Report on Book Donations (April 2020-August 2021)


◆ Donation record
The READ JAPAN PROJECT donated 8,537 books to 92 institutions between April 2020 and August 2021. The biggest recipient by region was Asia/Oceania, where 36 institutions received a total of 3,701 books.
Since its launch in 2008, the READ JAPAN PROJECT has donated a total of 74,313 books to 1,130 institutions in 138 countries/territories.


Number of recipient institutions and donated books (April 2020-August 2021)
Number of recipient institutions and donated books (April 2020-August 2021)

Geographical distribution of recipient institutions (April 2020-August 2021)
Geographical distribution of recipient institutions (April 2020-August 2021)

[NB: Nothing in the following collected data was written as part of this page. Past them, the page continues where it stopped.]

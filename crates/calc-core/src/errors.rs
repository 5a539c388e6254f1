//! Request-level error types.

use thiserror::Error;

use crate::eval::EvalError;

/// Everything that turns a single request into a failure response.
///
/// None of these tear down the connection; the `Display` text becomes the
/// response's `error` field verbatim.
#[derive(Clone, Debug, PartialEq, Eq, Error)]
pub enum RequestError {
    /// The payload is not a JSON document.
    #[error("Invalid JSON format")]
    InvalidJson,
    /// The payload bytes are not UTF-8.
    #[error("Invalid JSON format")]
    NotUtf8,
    /// The frame exceeded the configured maximum size.
    #[error("Request too large (max {max} bytes)")]
    FrameTooLarge {
        /// Configured limit in bytes.
        max: usize,
    },
    /// `command` is missing, not a string, or not recognized.
    #[error("Unknown command")]
    UnknownCommand,
    /// `expression` is present but not a string.
    #[error("Invalid expression")]
    InvalidExpression,
    /// `operation` is missing or not one of store/recall/clear/add.
    #[error("Invalid memory operation")]
    InvalidMemoryOperation,
    /// `value` is present but not a number.
    #[error("Invalid memory value")]
    InvalidMemoryValue,
    /// The expression failed to evaluate.
    #[error(transparent)]
    Eval(#[from] EvalError),
}

/// Result type for request handling.
pub type Result<T> = std::result::Result<T, RequestError>;

// ─────────────────────────────────────────────────────────────────────────────
// Tests
// ─────────────────────────────────────────────────────────────────────────────
//! One attached WebSocket client, from upgrade to detach.

use std::net::SocketAddr;
use std::sync::Arc;

use axum::body::Bytes;
use axum::extract::ws::{Message, WebSocket};
use calc_core::Response;
use chrono::Utc;
use futures::{Sink, SinkExt, StreamExt};
use tokio_util::sync::CancellationToken;
use tracing::{debug, info, instrument, warn};

use crate::backend::BackendLink;
use crate::config::RelayConfig;
use crate::handler::handle_payload;
use crate::registry::{ClientId, ClientRegistry};

/// Run the relay loop for one client.
///
/// Sends the greeting, then answers each text or binary message with exactly
/// one text reply, including messages that are too large or not UTF-8.
/// Pings go out every `config.ping_interval`. When `shutdown` fires between
/// messages the client gets a Close frame.
#[instrument(skip_all, fields(client_id = %client_id, peer = %peer))]
pub async fn run_relay_session(
    ws: WebSocket,
    client_id: ClientId,
    peer: SocketAddr,
    mut link: BackendLink,
    config: Arc<RelayConfig>,
    registry: Arc<ClientRegistry>,
    shutdown: CancellationToken,
) {
    let (mut ws_tx, mut ws_rx) = ws.split();
    info!("client attached");

    let mut relayed = 0u64;
    if send_json(&mut ws_tx, &Response::greeting()).await {
        let mut ping = tokio::time::interval(config.ping_interval);
        // Skip the immediate first tick
        let _ = ping.tick().await;

        loop {
            let msg = tokio::select! {
                biased;
                () = shutdown.cancelled() => {
                    info!("closing client for shutdown");
                    let _ = ws_tx.send(Message::Close(None)).await;
                    break;
                }
                _ = ping.tick() => {
                    if ws_tx.send(Message::Ping(Bytes::new())).await.is_err() {
                        break;
                    }
                    continue;
                }
                msg = ws_rx.next() => msg,
            };

            let max = config.max_message_bytes;
            let reply = match msg {
                None => break,
                Some(Err(e)) => {
                    warn!(error = %e, "websocket error");
                    break;
                }
                Some(Ok(Message::Text(t))) => handle_payload(t.as_bytes(), max, &mut link).await,
                Some(Ok(Message::Binary(data))) => handle_payload(&data, max, &mut link).await,
                Some(Ok(Message::Close(_))) => {
                    debug!("client sent close frame");
                    break;
                }
                Some(Ok(Message::Ping(_) | Message::Pong(_))) => continue,
            };

            if ws_tx.send(Message::Text(reply.to_string().into())).await.is_err() {
                debug!("client went away before reply");
                break;
            }
            relayed += 1;
        }
    }

    if let Some(client) = registry.unregister(&client_id) {
        let attached_secs = (Utc::now() - client.connected_at).num_seconds();
        info!(relayed, attached_secs, "client detached");
    }
}

async fn send_json<S>(ws_tx: &mut S, response: &Response) -> bool
where
    S: Sink<Message> + Unpin,
{
    match serde_json::to_string(response) {
        Ok(json) => ws_tx.send(Message::Text(json.into())).await.is_ok(),
        Err(e) => {
            warn!(error = %e, "failed to encode message");
            false
        }
    }
}

#[cfg(test)]
mod tests {
    // The loop itself needs a real upgraded socket; it is covered by
    // tests/integration.rs. This checks the greeting it sends.
    use calc_core::Response;

    #[test]
    fn greeting_shape() {
        let greeting = serde_json::to_value(Response::greeting()).unwrap();
        assert_eq!(greeting["success"], true);
        assert_eq!(greeting["type"], "connection");
        assert_eq!(greeting["message"], "Connected to calculator server");
    }
}
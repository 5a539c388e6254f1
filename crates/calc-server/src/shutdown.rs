//! Process-wide stop signal for the stream server and the relay.
//!
//! Accept loops stop as soon as the token fires. Stream handlers look at it
//! only between requests, so an expression already being evaluated still
//! gets its reply; relay sessions answer with a Close frame.

use std::time::Duration;

use tokio::task::JoinHandle;
use tokio_util::sync::CancellationToken;
use tracing::{info, warn};

/// How long [`ShutdownCoordinator::graceful_shutdown`] waits by default.
pub const DEFAULT_SHUTDOWN_TIMEOUT: Duration = Duration::from_secs(30);

/// Shared stop signal plus a bounded wait for listener tasks.
#[derive(Debug, Default)]
pub struct ShutdownCoordinator {
    token: CancellationToken,
}

impl ShutdownCoordinator {
    pub fn new() -> Self {
        Self::default()
    }

    /// Token handed to accept loops and connection handlers.
    pub fn token(&self) -> CancellationToken {
        self.token.clone()
    }

    /// Fire the stop signal. Calling it again is harmless.
    pub fn shutdown(&self) {
        self.token.cancel();
    }

    pub fn is_shutting_down(&self) -> bool {
        self.token.is_cancelled()
    }

    /// Fire the stop signal, then give the listener tasks behind `handles`
    /// up to `timeout` (default [`DEFAULT_SHUTDOWN_TIMEOUT`]) to drain.
    ///
    /// Returns `false` when some listener was still running at the deadline.
    pub async fn graceful_shutdown(
        &self,
        handles: Vec<JoinHandle<()>>,
        timeout: Option<Duration>,
    ) -> bool {
        let limit = timeout.unwrap_or(DEFAULT_SHUTDOWN_TIMEOUT);
        self.shutdown();
        info!(
            listeners = handles.len(),
            limit_secs = limit.as_secs(),
            "draining listeners"
        );

        match tokio::time::timeout(limit, futures::future::join_all(handles)).await {
            Ok(results) => {
                for err in results.into_iter().filter_map(Result::err) {
                    warn!(error = %err, "listener task ended abnormally");
                }
                true
            }
            Err(_) => {
                warn!(?limit, "listeners still busy at shutdown deadline");
                false
            }
        }
    }
}
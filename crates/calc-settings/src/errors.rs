//! Settings error types.

use thiserror::Error;

/// Errors that can occur when loading or parsing settings.
#[derive(Debug, Error)]
pub enum SettingsError {
    /// Failed to read the settings file from disk.
    #[error("failed to read settings file: {0}")]
    Io(#[from] std::io::Error),
    /// Failed to parse JSON in the settings file.
    #[error("failed to parse settings JSON: {0}")]
    Json(#[from] serde_json::Error),
    /// A settings value was invalid (e.g., a zero port for a backend target).
    #[error("invalid settings value: {0}")]
    InvalidValue(String),
}

/// Result type for settings operations.
pub type Result<T> = std::result::Result<T, SettingsError>;
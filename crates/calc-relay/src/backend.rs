//! The relay's link to the stream server.
//!
//! In `per_message` mode every forwarded message opens, uses and closes its
//! own stream connection, so the backend sees a fresh session each time. In
//! `persistent` mode the first message opens a connection that is kept for
//! the lifetime of the message client; if that connection turns out to be
//! dead it is replaced once for the same message.

use std::future::Future;
use std::time::Duration;

use calc_server::{ClientError, StreamClient};
use calc_settings::SessionMode;
use serde_json::Value;
use thiserror::Error;
use tracing::debug;

use crate::config::RelayConfig;

/// Failure of a backend round trip, phrased for the message client.
#[derive(Debug, Error, PartialEq, Eq)]
pub enum BackendError {
    /// Connection refused or host unreachable.
    #[error("Calculator server not running. Start the calculator server first.")]
    Unreachable,
    /// The round trip exceeded the configured bound.
    #[error("Calculator server timeout")]
    Timeout,
    /// The backend answered with something that is not a JSON response.
    #[error("Invalid response from calculator server")]
    InvalidResponse,
    /// Any other transport failure.
    #[error("Communication error: {0}")]
    Communication(String),
}

impl From<ClientError> for BackendError {
    fn from(err: ClientError) -> Self {
        match err {
            ClientError::Connect { .. } => Self::Unreachable,
            ClientError::Json(_) | ClientError::Oversized { .. } | ClientError::NotUtf8 => {
                Self::InvalidResponse
            }
            ClientError::Closed | ClientError::Frame(_) => Self::Communication(err.to_string()),
        }
    }
}

async fn bounded<T>(
    limit: Duration,
    round_trip: impl Future<Output = Result<T, ClientError>>,
) -> Result<T, BackendError> {
    match tokio::time::timeout(limit, round_trip).await {
        Ok(result) => result.map_err(BackendError::from),
        Err(_) => Err(BackendError::Timeout),
    }
}

/// One message client's handle on the stream server.
#[derive(Debug)]
pub struct BackendLink {
    addr: String,
    timeout: Duration,
    mode: SessionMode,
    conn: Option<StreamClient>,
}

impl BackendLink {
    /// Link to `addr` with the given per-round-trip bound and mode.
    pub fn new(addr: impl Into<String>, timeout: Duration, mode: SessionMode) -> Self {
        Self {
            addr: addr.into(),
            timeout,
            mode,
            conn: None,
        }
    }

    /// Link configured from the relay settings.
    pub fn from_config(config: &RelayConfig) -> Self {
        Self::new(
            config.backend_addr(),
            config.backend_timeout,
            config.session_mode,
        )
    }

    /// Whether a persistent connection is currently held.
    pub fn is_connected(&self) -> bool {
        self.conn.is_some()
    }

    /// Forward one request and return the backend's answer verbatim.
    pub async fn forward(&mut self, request: &Value) -> Result<Value, BackendError> {
        match self.mode {
            SessionMode::PerMessage => self.one_shot(request).await,
            SessionMode::Persistent => self.reuse(request).await,
        }
    }

    async fn one_shot(&self, request: &Value) -> Result<Value, BackendError> {
        bounded(self.timeout, async {
            let mut client = StreamClient::connect(&self.addr).await?;
            let reply = client.send_value(request).await?;
            let _ = client.close().await;
            Ok::<_, ClientError>(reply)
        })
        .await
    }

    async fn reuse(&mut self, request: &Value) -> Result<Value, BackendError> {
        if let Some(mut client) = self.conn.take() {
            match bounded(self.timeout, client.send_value(request)).await {
                Ok(reply) => {
                    self.conn = Some(client);
                    return Ok(reply);
                }
                Err(BackendError::Communication(detail)) => {
                    debug!(%detail, "backend connection went stale, reconnecting");
                }
                Err(e) => return Err(e),
            }
        }

        let (client, reply) = bounded(self.timeout, async {
            let mut client = StreamClient::connect(&self.addr).await?;
            let reply = client.send_value(request).await?;
            Ok::<_, ClientError>((client, reply))
        })
        .await?;
        self.conn = Some(client);
        Ok(reply)
    }
}

/// Ping the backend once; used at startup to report reachability.
pub async fn probe(addr: &str, limit: Duration) -> Result<(), BackendError> {
    let reply = bounded(limit, async {
        let mut client = StreamClient::connect(addr).await?;
        let reply = client.ping().await?;
        let _ = client.close().await;
        Ok::<_, ClientError>(reply)
    })
    .await?;

    if reply.success {
        Ok(())
    } else {
        Err(BackendError::InvalidResponse)
    }
}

◆ Fields of books requested
The READ JAPAN PROJECT was able to provide books across a wide range of requested fields. The area with the most requests was society/culture. The second-most requests were for books on literature and the arts. Those two areas together accounted for roughly half the total. The rest were divided among politics, economics and history.
Fields of books requested

◆Reasons for applying for a donation
Many applicants said they wanted to enrich their Japan-related library materials.
Many of the applicants were universities. The schools not only had Japanese language and studies departments, they also taught international relations, Asian studies, business and economics, as well as the liberal arts. Some universities had staff who had studied in Japan. Others were located where the Japan International Cooperation Agency (JICA) had provided technical cooperation and Japanese education as part of its developmental assistance projects. Moreover, given that the books cover a wide range of fields in English, some universities saw the donation as an opportunity to expand their efforts to explore global diversity and different cultures.
In addition, we received much interest from institutions dedicated to fostering international civil servants, think tanks, Japanese culture centers and communities of people of Japanese descent. There was interest from public libraries in areas of economic activity thanks to Japanese tourists and others.
Some applicant institutions were in countries or regions where very few books on Japan are available, where it is difficult to obtain useful books, where information technology is underdeveloped, where people find it difficult to visit Japan due to geographical or economic reasons, and where there are no Japan-related research or cultural facilities. Thus, we received many avid requests for books on Japan from both applicant and recommending institutions.


◆Applications and book donations amid the Covid-19 pandemic
The global Covid-19 pandemic, which began in early 2020, has seriously affected the READ JAPAN PROJECT in various ways. For example, some applicant institutions such as universities and libraries have closed. Staff at some recommending institutions such as embassies and other overseas diplomatic establishments have returned to Japan. And there have been delays in book deliveries. These difficulties continue. Nevertheless, the PROJECT received many applications from universities and libraries in various countries that wished to receive book donations from Japan. As a result, we have been able to donate over 8,500 books to 92 institutions.
One of the universities that applied for books employs a professor who studied in Japan on a grant from Japan’s Ministry of Education, Culture, Sports, Science and Technology. The professor expressed the wish that graduate students majoring in Japanese studies will use the donated books. Another applicant was a scholarship institution affiliated with a public interest incorporated foundation. There were also universities that have exchange programs with Japanese universities. Thus, it can be said the PROJECT is a good example of how multiple ventures to promote an understanding of Japan, both public and private, have steadily grown and their impact has been felt around the world.
Some applicant institutions had to overcome the disadvantages of weak infrastructure. They were forced to retype their application forms again and again due to sudden power outages. Many applications came from countries and regions that lack basic infrastructure such as electricity and the Internet. Other areas lack educational institutions or cultural facilities related to the Japanese language or Japan. This unfortunate situation reminds us that our book donations are a valuable source of information for people in those places who are seeking to learn about Japan.